Robert Alter - Tisha B'av - Baseless Hatred - Jewish Peoplehood - Rabbi Lord Jonathan Sacks - Israel vs Democracy?
DATELINE: ISRAEL in Controversy, July 24, 2023, as Tisha B'Av approaches. See Sefaria sources and sheets on Sinat Chinam in Talmud and in tradition. Why Jews lost Zion and Peoplehood out of baseless hatred.
Alter, Robert. The Hebrew Bible: A Translation with Commentary: Three-Volume Set, W. W. Norton & Company. Kindle Edition.
(copyrighted works; Formatting, editing and emphasis added)
[MS: How can Eicha help us today: This is the key sentence in Alter's Introduction to Eicha: "Lamentations, like most good literature, is a strong response to the historical circumstances for which it was framed while at the same time speaking to analogous situations in other times and places."
In other words, Tisha B'Av and reading Eicha create a profound moment to reflect and to be very sure that Sinat Hinam, baseless hatred, is not motivating our political and religious expressions. In this way our Jewish texts may save Jewish Peoplehood.
Rabbi Sacks has Seven Principles for Maintaining Jewish Peoplehood, like Keep Talking, that is profound. If you like, skip to the end below and just watch him speak with love and concern.]
Alter's Introduction to Lamentations
pp. 6237-6279
"Cannibalism under the duress of starvation in time of siege is a recurrent theme in prophecies of doom, but here that ghastly act is twice given a horrifying immediacy: “Should women eat their fruit, / the dandled babes?” The speaker in these laments, who is sometimes a horror-stricken observer and sometimes the collective voice of the people, conveys his sense of distress through an anguished physicality: “He wasted my flesh and my skin, / He shattered my bones.” Or again, “He made my teeth crunch down on gravel, / crushed me in the dust.” Repeatedly, the poet conveys arresting images of a once glorious nation reduced to utter wretchedness, scarcely alive: “Their mien was darker than black, / they are not recognized in the streets. / Their skin is shriveled on their bones, / become as dry as wood.”
If sometimes the poems look like the deployment of the familiar formulas of the Hebrew poetry of disaster, lines such as the ones just quoted express a sense of a poet who has seen with his own eyes all the horrors of the siege and the consequent destruction of Jerusalem. The figures of the blind in the streets of the city, smeared with blood from the corpses they stumble over at every step, whether based in actual observation or, more probably, poetic invention, are another kind of vivid vehicle for representing the terrible extent of the slaughter as the city ....

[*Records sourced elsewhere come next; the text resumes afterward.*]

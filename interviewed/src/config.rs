//! Question bank and signature rule tables.

use serde::{Deserialize, Serialize};
use std::collections::HashSet;

use crate::questions::default_questions;
use crate::types::{InterviewError, InterviewQuestion, Result};

/// Configuration for interviews.
#[derive(Debug, Clone, Serialize, Deserialize)]
#[serde(default)]
pub struct InterviewConfig {
    /// Questions, in asking order
    pub questions: Vec<InterviewQuestion>,
    /// Keyword tables used to derive signatures
    pub signature: SignatureRules,
}

impl Default for InterviewConfig {
    fn default() -> Self {
        Self {
            questions: default_questions(),
            signature: SignatureRules::default(),
        }
    }
}

impl InterviewConfig {
    /// Load config from YAML.
    pub fn from_yaml(yaml: &str) -> std::result::Result<Self, serde_yaml::Error> {
        serde_yaml::from_str(yaml)
    }

    /// Serialize to YAML.
    pub fn to_yaml(&self) -> std::result::Result<String, serde_yaml::Error> {
        serde_yaml::to_string(self)
    }

    /// Check that the question bank is usable.
    pub fn validate(&self) -> Result<()> {
        if self.questions.is_empty() {
            return Err(InterviewError::ConfigError("question bank is empty".to_string()));
        }

        let mut seen = HashSet::new();
        for question in &self.questions {
            if !seen.insert(question.id.as_str()) {
                return Err(InterviewError::ConfigError(format!(
                    "duplicate question id '{}'",
                    question.id
                )));
            }
            if question.follow_up_triggers.iter().any(|t| t.trigger.trim().is_empty()) {
                return Err(InterviewError::ConfigError(format!(
                    "question '{}' has a blank trigger",
                    question.id
                )));
            }
        }

        self.signature.validate()
    }
}

/// A label that applies when any of its keywords appears.
#[derive(Debug, Clone, PartialEq, Eq, Serialize, Deserialize)]
pub struct KeywordRule {
    pub label: String,
    pub keywords: Vec<String>,
}

impl KeywordRule {
    pub fn new(label: &str, keywords: &[&str]) -> Self {
        Self {
            label: label.to_string(),
            keywords: keywords.iter().map(|k| k.to_string()).collect(),
        }
    }

    /// Check whether lowercase `text` contains any keyword.
    pub fn matches(&self, text: &str) -> bool {
        self.keywords
            .iter()
            .any(|k| text.contains(k.to_lowercase().as_str()))
    }
}

/// Ordered keyword rules with a fallback label.
#[derive(Debug, Clone, PartialEq, Eq, Serialize, Deserialize)]
pub struct LabelTable {
    pub rules: Vec<KeywordRule>,
    /// Used when no rule matches
    pub fallback: String,
}

impl LabelTable {
    pub fn new(rules: Vec<KeywordRule>, fallback: &str) -> Self {
        Self {
            rules,
            fallback: fallback.to_string(),
        }
    }

    /// Every matching label, or the fallback alone.
    pub fn all_matches(&self, text: &str) -> Vec<String> {
        let labels: Vec<String> = self
            .rules
            .iter()
            .filter(|r| r.matches(text))
            .map(|r| r.label.clone())
            .collect();

        if labels.is_empty() {
            vec![self.fallback.clone()]
        } else {
            labels
        }
    }

    /// First matching label in rule order, or the fallback.
    pub fn first_match(&self, text: &str) -> String {
        self.rules
            .iter()
            .find(|r| r.matches(text))
            .map(|r| r.label.clone())
            .unwrap_or_else(|| self.fallback.clone())
    }
}

/// Binary environment classification.
#[derive(Debug, Clone, PartialEq, Eq, Serialize, Deserialize)]
pub struct EnvironmentRule {
    /// Label when a solitude keyword matches
    pub solitude: KeywordRule,
    /// Label otherwise
    pub otherwise: String,
}

impl EnvironmentRule {
    pub fn classify(&self, text: &str) -> String {
        if self.solitude.matches(text) {
            self.solitude.label.clone()
        } else {
            self.otherwise.clone()
        }
    }
}

/// Adds a benefit direction when a label is present.
#[derive(Debug, Clone, PartialEq, Eq, Serialize, Deserialize)]
pub struct BenefitRule {
    /// Label that must be present
    pub when: String,
    /// Direction added
    pub add: String,
}

/// Benefit directions: fixed seeds plus label-conditional additions.
#[derive(Debug, Clone, PartialEq, Eq, Serialize, Deserialize)]
pub struct BenefitTable {
    pub seed: Vec<String>,
    pub rules: Vec<BenefitRule>,
}

impl BenefitTable {
    pub fn new(seed: &[&str], rules: &[(&str, &str)]) -> Self {
        Self {
            seed: seed.iter().map(|s| s.to_string()).collect(),
            rules: rules
                .iter()
                .map(|(when, add)| BenefitRule {
                    when: when.to_string(),
                    add: add.to_string(),
                })
                .collect(),
        }
    }

    pub fn directions(&self, labels: &[String]) -> Vec<String> {
        let mut directions = self.seed.clone();
        directions.extend(
            self.rules
                .iter()
                .filter(|r| labels.contains(&r.when))
                .map(|r| r.add.clone()),
        );
        directions
    }
}

/// Fixed values for dimensions whose answers are not yet interpreted.
#[derive(Debug, Clone, PartialEq, Eq, Serialize, Deserialize)]
#[serde(default)]
pub struct Placeholders {
    pub growing_edge: String,
    pub integrated_wounds: Vec<String>,
    pub vision: String,
}

impl Default for Placeholders {
    fn default() -> Self {
        Self {
            growing_edge: "emergent".to_string(),
            integrated_wounds: vec!["resilience".to_string()],
            vision: "toward-coherence".to_string(),
        }
    }
}

/// Keyword tables for signature derivation.
#[derive(Debug, Clone, PartialEq, Eq, Serialize, Deserialize)]
#[serde(default)]
pub struct SignatureRules {
    /// Hunger labels (all that match)
    pub hunger: LabelTable,
    /// Gift labels (all that match)
    pub gift: LabelTable,
    /// Movement pattern (first match)
    pub movement: LabelTable,
    /// Affinity labels (all that match)
    pub affinity: LabelTable,
    /// Activation environment
    pub environment: EnvironmentRule,
    /// Environment anti-patterns (all that match, no fallback)
    pub anti_patterns: Vec<KeywordRule>,
    /// Keyed on hunger labels
    pub would_benefit_from: BenefitTable,
    /// Keyed on gift labels
    pub could_benefit: BenefitTable,
    pub placeholders: Placeholders,
}

impl SignatureRules {
    /// Every keyword rule, across all tables.
    pub fn keyword_rules(&self) -> impl Iterator<Item = &KeywordRule> {
        self.hunger
            .rules
            .iter()
            .chain(&self.gift.rules)
            .chain(&self.movement.rules)
            .chain(&self.affinity.rules)
            .chain(std::iter::once(&self.environment.solitude))
            .chain(&self.anti_patterns)
    }

    /// Reject blank keywords, which would match every answer.
    pub fn validate(&self) -> Result<()> {
        for rule in self.keyword_rules() {
            if rule.keywords.is_empty() {
                return Err(InterviewError::ConfigError(format!(
                    "rule '{}' has no keywords",
                    rule.label
                )));
            }
            if rule.keywords.iter().any(|k| k.trim().is_empty()) {
                return Err(InterviewError::ConfigError(format!(
                    "rule '{}' has a blank keyword",
                    rule.label
                )));
            }
        }
        Ok(())
    }
}

impl Default for SignatureRules {
    fn default() -> Self {
        Self {
            hunger: LabelTable::new(
                vec![
                    KeywordRule::new("connection", &["connect", "belong", "community"]),
                    KeywordRule::new("meaning", &["meaning", "purpose", "why"]),
                    KeywordRule::new("mastery", &["learn", "master", "skill"]),
                    KeywordRule::new("creation", &["create", "build", "make"]),
                ],
                "undefined-hunger",
            ),
            gift: LabelTable::new(
                vec![
                    KeywordRule::new("listening", &["listen", "hear", "understand"]),
                    KeywordRule::new("seeing-patterns", &["see", "pattern", "notice"]),
                    KeywordRule::new("building", &["build", "create", "make"]),
                    KeywordRule::new("teaching", &["teach", "guide", "show"]),
                ],
                "latent-gift",
            ),
            movement: LabelTable::new(
                vec![
                    KeywordRule::new("stepping-back", &["walk", "space", "away"]),
                    KeywordRule::new("dialogue", &["talk", "ask", "discuss"]),
                    KeywordRule::new("persistence", &["push", "persist", "force"]),
                    KeywordRule::new("waiting", &["wait", "sit", "patience"]),
                ],
                "undefined-movement",
            ),
            affinity: LabelTable::new(
                vec![
                    KeywordRule::new("complexity", &["complex", "hard", "knot"]),
                    KeywordRule::new("human-systems", &["people", "human", "social"]),
                    KeywordRule::new("creative", &["creative", "art", "design"]),
                ],
                "generalist",
            ),
            environment: EnvironmentRule {
                solitude: KeywordRule::new("solitude", &["alone", "quiet"]),
                otherwise: "collaboration".to_string(),
            },
            anti_patterns: vec![
                KeywordRule::new("chaotic environments", &["noise", "chaos"]),
                KeywordRule::new("artificial urgency", &["pressure", "deadline"]),
            ],
            would_benefit_from: BenefitTable::new(
                &["resonant peers"],
                &[("mastery", "mentors"), ("connection", "community")],
            ),
            could_benefit: BenefitTable::new(
                &["those with aligned vision"],
                &[("teaching", "seekers"), ("listening", "those processing")],
            ),
            placeholders: Placeholders::default(),
        }
    }
}

#[cfg(test)]
mod tests {
    use super::*;

    #[test]
    fn test_default_config_is_valid() {
        let config = InterviewConfig::default();
        assert_eq!(config.questions.len(), 8);
        assert!(config.validate().is_ok());
    }

    #[test]
    fn test_validate_rejects_duplicate_ids() {
        let mut config = InterviewConfig::default();
        let first = config.questions[0].clone();
        config.questions.push(first);
        assert!(matches!(config.validate(), Err(InterviewError::ConfigError(_))));
    }

    #[test]
    fn test_validate_rejects_blank_keyword() {
        let mut config = InterviewConfig::default();
        config.signature.hunger.rules[0].keywords.push(String::new());
        assert!(matches!(config.validate(), Err(InterviewError::ConfigError(_))));

        let mut config = InterviewConfig::default();
        config.signature.environment.solitude.keywords = vec!["  ".to_string()];
        assert!(config.validate().is_err());

        let mut config = InterviewConfig::default();
        config.signature.anti_patterns[1].keywords.clear();
        assert!(config.validate().is_err());
    }

    #[test]
    fn test_partial_yaml_uses_defaults() {
        let config = InterviewConfig::from_yaml(
            "signature:\n  placeholders:\n    growing_edge: rooted\n",
        )
        .unwrap();

        let defaults = SignatureRules::default();
        assert_eq!(config.signature.placeholders.growing_edge, "rooted");
        assert_eq!(config.signature.placeholders.vision, "toward-coherence");
        assert_eq!(config.signature.hunger, defaults.hunger);
        assert_eq!(config.signature.anti_patterns, defaults.anti_patterns);
        assert_eq!(config.questions.len(), 8);
        assert!(config.validate().is_ok());
    }

    #[test]
    fn test_label_table_modes() {
        let table = SignatureRules::default().movement;
        assert_eq!(table.first_match("i walk, then talk"), "stepping-back");
        assert_eq!(table.first_match("nothing helps"), "undefined-movement");

        let hunger = SignatureRules::default().hunger;
        assert_eq!(
            hunger.all_matches("to belong and to learn"),
            vec!["connection".to_string(), "mastery".to_string()]
        );
        assert_eq!(hunger.all_matches("quiet"), vec!["undefined-hunger".to_string()]);
    }

    #[test]
    fn test_benefit_table() {
        let table = SignatureRules::default().would_benefit_from;
        let directions = table.directions(&["connection".to_string()]);
        assert_eq!(directions, vec!["resonant peers", "community"]);
    }

    #[test]
    fn test_yaml_roundtrip() {
        let config = InterviewConfig::default();
        let yaml = config.to_yaml().unwrap();
        let parsed = InterviewConfig::from_yaml(&yaml).unwrap();
        assert_eq!(parsed.questions.len(), 8);
        assert_eq!(parsed.signature, config.signature);
        assert_eq!(
            parsed.questions[2].follow_up_triggers,
            config.questions[2].follow_up_triggers
        );
    }
}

Yet, as the poems drive inexorably from the first letter of the alphabet to the last, they accumulate many powerful images of devastation. Representing God as an implacable enemy drawing His bow against Israel sounds more like an anticipation of Job than a reminiscence of the Prophets. The notion of the surrounding peoples called to Jerusalem like festival pilgrims to destroy rather than to celebrate, to raise in the sacred precincts a fierce cry instead of the festive songs, is a bitter expression of the pain of the loss of the Temple, even without images of crashing roofs and flaming walls.
Against this panorama of horror, the elegist, not limiting himself to keening over the destruction, repeatedly affirms his faith in a just God Who has punished Israel for its transgressions but Who in the end will redeem it and exact retribution from its enemies for their cruel excesses.
Lamentations, like most good literature, is a strong response to the historical circumstances for which it was framed while at the same time speaking to analogous situations in other times and places. Its catalogue of horrors is something that, alas, we continue to see reenacted in various guises across the globe. Its faith in the prospect of a restored order of justice is a sustaining belief that humankind may always need in the face of massive devastation and the traumatic displacement of exile.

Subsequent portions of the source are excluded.